Evidence of Parkinson’s Disease Risk from Paraquat
Paraquat has been widely used on farms and within the agricultural industry for decades, to control weeds and long grass. It is sold exclusively through farming and agricultural supply stores under a number of brand names, including Gramoxone, Blanco, Cyclone, Bonedry and others.
Since it is known to be toxic and users face a risk of Paraquat poisoning if even a small amount of the herbicide is ingested, the herbicide is only available in the United States under a program that requires users to go through a training program on the safe handling of the herbicide. However, plaintiffs allege the manufacturers failed to warn about the risk that Paraquat may cause Parkinson’s disease and other neurological injuries, even when the recommended precautions are taken.
In 2012, researchers from UCLA found a link between pesticide use and a risk of developing Parkinson’s, indicating that individuals who suffered a traumatic brain injury (TBI) and were exposed to Paraquat were three times more likely to develop Parkinson’s disease.
Another study published in May 2013 found yet another link between pesticide exposure and an increased risk of developing Parkinson’s disease, indicating that pesticide exposure may increase the risk of developing Parkinson’s by 60 percent.
That study also found the risk increased with exposure to any type of pesticide, herbicide or solvent; but exposure to specific chemicals doubled the risk.
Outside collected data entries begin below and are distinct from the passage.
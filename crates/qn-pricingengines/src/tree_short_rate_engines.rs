//! Swaptions and caps/floors rolled back on short-rate trees.

use crate::config::EngineConfig;
use crate::instruments::{CapFloorArgs, SwaptionArgs};
use crate::results::{PricingEngine, PricingResults};
use qn_core::{ensure, errors::Result, Real, Size};
use qn_methods::lattice::{
    DiscretizedAsset, DiscretizedCapFloor, DiscretizedOption, DiscretizedSwap, Lattice,
};
use qn_methods::TimeGrid;
use qn_models::{BlackKarasinski, HullWhite, OneFactorModel, TwoFactorModel, Vasicek, G2};
use std::fmt::Debug;
use std::sync::Arc;
use tracing::debug;

/// A model that can build a recombining tree on a time grid.
pub trait ShortRateLattice: Debug + Send + Sync {
    /// Tree through every time of `grid`.
    fn lattice(&self, grid: &TimeGrid) -> Result<Box<dyn Lattice>>;
}

impl ShortRateLattice for HullWhite {
    fn lattice(&self, grid: &TimeGrid) -> Result<Box<dyn Lattice>> {
        Ok(Box::new(OneFactorModel::tree(self, grid)?))
    }
}

impl ShortRateLattice for Vasicek {
    fn lattice(&self, grid: &TimeGrid) -> Result<Box<dyn Lattice>> {
        Ok(Box::new(OneFactorModel::tree(self, grid)?))
    }
}

impl ShortRateLattice for BlackKarasinski {
    fn lattice(&self, grid: &TimeGrid) -> Result<Box<dyn Lattice>> {
        Ok(Box::new(OneFactorModel::tree(self, grid)?))
    }
}

impl ShortRateLattice for G2 {
    fn lattice(&self, grid: &TimeGrid) -> Result<Box<dyn Lattice>> {
        Ok(Box::new(TwoFactorModel::tree(self, grid)?))
    }
}

/// Rolls `asset` back from the last grid time to today.
fn roll_to_today(asset: &mut dyn DiscretizedAsset, lattice: &dyn Lattice) -> Result<Real> {
    let end = lattice.time_grid().back();
    lattice.initialize(asset, end)?;
    lattice.rollback(asset, 0.0)?;
    Ok(asset.values()[0])
}

// ── Swaptions ────────────────────────────────────────────────────────────────

/// European, Bermudan and American swaptions on a short-rate tree.
///
/// The grid passes through every exercise and coupon time; between them
/// the spacing is at most `end / time_steps`.
#[derive(Debug, Clone)]
pub struct TreeSwaptionEngine {
    model: Arc<dyn ShortRateLattice>,
    time_steps: Size,
}

impl TreeSwaptionEngine {
    /// Engine with `time_steps` tree steps over the life of the swap.
    pub fn new(model: Arc<dyn ShortRateLattice>, time_steps: Size) -> Result<Self> {
        ensure!(time_steps > 0, "at least one time step required");
        Ok(Self { model, time_steps })
    }

    /// Engine with `config.tree.time_steps` steps.
    pub fn from_config(model: Arc<dyn ShortRateLattice>, config: &EngineConfig) -> Result<Self> {
        config.validate()?;
        Self::new(model, config.tree.time_steps)
    }
}

impl PricingEngine<SwaptionArgs> for TreeSwaptionEngine {
    type Results = PricingResults;

    fn calculate(&self, args: &SwaptionArgs) -> Result<PricingResults> {
        let exercise_times = args.exercise.times().to_vec();
        ensure!(args.exercise.last_time() > 0.0, "swaption already expired");
        let swap = DiscretizedSwap::new(args.swap_type, args.legs()?)?;
        let mut option =
            DiscretizedOption::new(Box::new(swap), args.exercise.exercise_type(), exercise_times);

        let mandatory: Vec<_> =
            option.mandatory_times().into_iter().filter(|&t| t >= 0.0).collect();
        let grid = TimeGrid::with_mandatory_times(&mandatory, self.time_steps)?;
        debug!(steps = grid.steps(), exercise = ?args.exercise.exercise_type(), "tree swaption");
        let lattice = self.model.lattice(&grid)?;
        Ok(PricingResults::from_npv(roll_to_today(&mut option, lattice.as_ref())?))
    }
}

// ── Caps and floors ──────────────────────────────────────────────────────────

/// Caps, floors and collars on a short-rate tree.
#[derive(Debug, Clone)]
pub struct TreeCapFloorEngine {
    model: Arc<dyn ShortRateLattice>,
    time_steps: Size,
}

impl TreeCapFloorEngine {
    /// Engine with `time_steps` tree steps up to the last payment.
    pub fn new(model: Arc<dyn ShortRateLattice>, time_steps: Size) -> Result<Self> {
        ensure!(time_steps > 0, "at least one time step required");
        Ok(Self { model, time_steps })
    }

    /// Engine with `config.tree.time_steps` steps.
    pub fn from_config(model: Arc<dyn ShortRateLattice>, config: &EngineConfig) -> Result<Self> {
        config.validate()?;
        Self::new(model, config.tree.time_steps)
    }
}

impl PricingEngine<CapFloorArgs> for TreeCapFloorEngine {
    type Results = PricingResults;

    fn calculate(&self, args: &CapFloorArgs) -> Result<PricingResults> {
        ensure!(!args.is_empty(), "cap/floor without periods");
        let mut cap_floor = DiscretizedCapFloor::new(args.kind, args.periods.clone())?;
        let grid = TimeGrid::with_mandatory_times(&cap_floor.mandatory_times(), self.time_steps)?;
        debug!(steps = grid.steps(), kind = ?args.kind, periods = args.len(), "tree cap/floor");
        let lattice = self.model.lattice(&grid)?;
        Ok(PricingResults::from_npv(roll_to_today(&mut cap_floor, lattice.as_ref())?))
    }
}
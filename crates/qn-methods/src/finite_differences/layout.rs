//! Index layout of a tensor-product grid.
//!
//! A grid with dimensions `dim = [n0, n1, …]` is stored flat with the first
//! direction running fastest: `index = Σ c_k · spacing_k` with
//! `spacing_0 = 1` and `spacing_k = spacing_{k−1} · n_{k−1}`.

use qn_core::Size;

/// Flat layout of a multi-dimensional grid.
#[derive(Debug, Clone, PartialEq, Eq)]
pub struct FdmLinearOpLayout {
    dim: Vec<Size>,
    spacing: Vec<Size>,
    size: Size,
}

impl FdmLinearOpLayout {
    /// Layout for a grid with the given number of points per direction.
    pub fn new(dim: Vec<Size>) -> Self {
        let mut spacing = Vec::with_capacity(dim.len());
        let mut stride = 1;
        for &n in &dim {
            spacing.push(stride);
            stride *= n;
        }
        Self {
            size: stride,
            dim,
            spacing,
        }
    }

    /// Number of points per direction.
    pub fn dim(&self) -> &[Size] {
        &self.dim
    }

    /// Index stride of each direction.
    pub fn spacing(&self) -> &[Size] {
        &self.spacing
    }

    /// Total number of grid points.
    pub fn size(&self) -> Size {
        self.size
    }

    /// Flat index of `coordinates`.
    pub fn index(&self, coordinates: &[Size]) -> Size {
        coordinates
            .iter()
            .zip(&self.spacing)
            .map(|(c, s)| c * s)
            .sum()
    }

    /// Coordinates of the flat `index`.
    pub fn coordinates(&self, mut index: Size) -> Vec<Size> {
        let mut coordinates = vec![0; self.dim.len()];
        for k in (0..self.dim.len()).rev() {
            coordinates[k] = index / self.spacing[k];
            index %= self.spacing[k];
        }
        coordinates
    }

    /// Iterator over every grid point in index order.
    pub fn iter(&self) -> FdmLinearOpIterator {
        FdmLinearOpIterator::new(self.dim.clone())
    }

    fn shifted(&self, coordinate: Size, direction: usize, offset: isize) -> Size {
        let n = self.dim[direction] as isize;
        let mut c = coordinate as isize + offset;
        // mirror at the boundaries
        if c < 0 {
            c = -c;
        } else if c >= n {
            c = 2 * (n - 1) - c;
        }
        c.clamp(0, n - 1) as Size
    }

    /// Index of the point `offset` steps away along `direction`, reflected
    /// back into the grid at the boundaries.
    pub fn neighbourhood(
        &self,
        iter: &FdmLinearOpIterator,
        direction: usize,
        offset: isize,
    ) -> Size {
        let coordinates = iter.coordinates();
        let c = coordinates[direction];
        let shifted = self.shifted(c, direction, offset);
        iter.index() + shifted * self.spacing[direction] - c * self.spacing[direction]
    }

    /// Index of the point shifted along two directions at once.
    pub fn neighbourhood2(
        &self,
        iter: &FdmLinearOpIterator,
        d1: usize,
        o1: isize,
        d2: usize,
        o2: isize,
    ) -> Size {
        let coordinates = iter.coordinates();
        let c1 = coordinates[d1];
        let c2 = coordinates[d2];
        let s1 = self.shifted(c1, d1, o1);
        let s2 = self.shifted(c2, d2, o2);
        iter.index() + s1 * self.spacing[d1] + s2 * self.spacing[d2]
            - c1 * self.spacing[d1]
            - c2 * self.spacing[d2]
    }
}

impl<'a> IntoIterator for &'a FdmLinearOpLayout {
    type Item = FdmLinearOpIterator;
    type IntoIter = FdmLinearOpIterator;

    fn into_iter(self) -> Self::IntoIter {
        self.iter()
    }
}

/// Position on a grid: flat index plus coordinates.
///
/// As an [`Iterator`] it yields its own position and then advances, so
/// `for it in layout.iter()` visits every grid point once.
#[derive(Debug, Clone, PartialEq, Eq)]
pub struct FdmLinearOpIterator {
    index: Size,
    dim: Vec<Size>,
    coordinates: Vec<Size>,
    done: bool,
}

impl FdmLinearOpIterator {
    /// Iterator at the origin of a grid with dimensions `dim`.
    pub fn new(dim: Vec<Size>) -> Self {
        let done = dim.iter().any(|&n| n == 0);
        Self {
            index: 0,
            coordinates: vec![0; dim.len()],
            dim,
            done,
        }
    }

    /// Flat index.
    pub fn index(&self) -> Size {
        self.index
    }

    /// Grid coordinates.
    pub fn coordinates(&self) -> &[Size] {
        &self.coordinates
    }

    /// Move to the next grid point in index order.
    pub fn increment(&mut self) {
        self.index += 1;
        for k in 0..self.dim.len() {
            self.coordinates[k] += 1;
            if self.coordinates[k] < self.dim[k] {
                return;
            }
            self.coordinates[k] = 0;
        }
        self.done = true;
    }
}

impl Iterator for FdmLinearOpIterator {
    type Item = FdmLinearOpIterator;

    fn next(&mut self) -> Option<Self::Item> {
        if self.done {
            return None;
        }
        let current = self.clone();
        self.increment();
        Some(current)
    }
}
Chemicals used in the test included Paraquat, Maneb and other pesticides.
In March 2016, the EPA announced it would be re-evaluating the health risks with Paraquat, and a number of health experts and consumer advocacy groups have called on the agency to remove Paraquat-based herbicides from the market in the U.S. However, it continues to be used by farmers and other industries for weed and grass control, potentially exposing individuals handling, mixing or applying the Paraquat to life-long health risks.
Parkinson’s disease affects more than 500,000 Americans, with approximately 50,000 new cases each year. The disease causes the loss of motor functions, causing imbalance and shaking, which gets progressively worse over time.